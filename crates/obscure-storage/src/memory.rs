//! In-memory storage backend used by the test suite.

use std::collections::BTreeMap;
use std::sync::{Arc, Mutex};

use async_trait::async_trait;
use obscure_core::{BackupMetadata, Error, Result};

use crate::traits::{ObjectReader, StorageProvider};

#[derive(Debug, Clone)]
struct StoredObject {
    data: Vec<u8>,
    metadata: BackupMetadata,
}

/// Map-backed provider with switchable upload failures.
#[derive(Clone, Default)]
pub struct MemoryProvider {
    objects: Arc<Mutex<BTreeMap<String, StoredObject>>>,
    fail_uploads: Arc<Mutex<bool>>,
    deny_uploads: Arc<Mutex<bool>>,
}

impl MemoryProvider {
    pub fn new() -> Self {
        Self::default()
    }

    /// Make every subsequent upload fail with a transport error.
    pub fn fail_uploads(&self, fail: bool) {
        *self.fail_uploads.lock().unwrap() = fail;
    }

    /// Make every subsequent upload fail with a credential error, the class
    /// that triggers the CLI upload fallback.
    pub fn deny_uploads(&self, deny: bool) {
        *self.deny_uploads.lock().unwrap() = deny;
    }

    /// Metadata stored alongside an object, for assertions.
    pub fn metadata_of(&self, key: &str) -> Option<BackupMetadata> {
        self.objects
            .lock()
            .unwrap()
            .get(key)
            .map(|o| o.metadata.clone())
    }

    /// Raw stored bytes, for assertions.
    pub fn data_of(&self, key: &str) -> Option<Vec<u8>> {
        self.objects.lock().unwrap().get(key).map(|o| o.data.clone())
    }

    pub fn object_count(&self) -> usize {
        self.objects.lock().unwrap().len()
    }
}

#[async_trait]
impl StorageProvider for MemoryProvider {
    fn name(&self) -> &str {
        "memory"
    }

    async fn upload(&self, key: &str, data: Vec<u8>, metadata: &BackupMetadata) -> Result<()> {
        if *self.fail_uploads.lock().unwrap() {
            return Err(Error::transport("memory", "simulated upload failure", None));
        }
        if *self.deny_uploads.lock().unwrap() {
            return Err(Error::credential("simulated access denial"));
        }

        self.objects.lock().unwrap().insert(
            key.to_string(),
            StoredObject {
                data,
                metadata: metadata.clone(),
            },
        );
        Ok(())
    }

    async fn exists(&self, key: &str) -> Result<bool> {
        Ok(self.objects.lock().unwrap().contains_key(key))
    }

    async fn download(&self, key: &str) -> Result<ObjectReader> {
        let data = self
            .objects
            .lock()
            .unwrap()
            .get(key)
            .map(|o| o.data.clone())
            .ok_or_else(|| Error::not_found(key))?;

        Ok(Box::new(std::io::Cursor::new(data)))
    }

    async fn size(&self, key: &str) -> Result<u64> {
        self.objects
            .lock()
            .unwrap()
            .get(key)
            .map(|o| o.data.len() as u64)
            .ok_or_else(|| Error::not_found(key))
    }

    async fn list(&self, prefix: &str) -> Result<Vec<String>> {
        Ok(self
            .objects
            .lock()
            .unwrap()
            .keys()
            .filter(|k| k.starts_with(prefix))
            .cloned()
            .collect())
    }

    async fn delete(&self, key: &str) -> Result<()> {
        match self.objects.lock().unwrap().remove(key) {
            Some(_) => Ok(()),
            None => Err(Error::not_found(key)),
        }
    }
}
________________________
What is being asked:
Please go through the data above and copy each line containing the word "MemoryProvider".

Completed exercise:
pub struct MemoryProvider {
impl MemoryProvider {
impl StorageProvider for MemoryProvider {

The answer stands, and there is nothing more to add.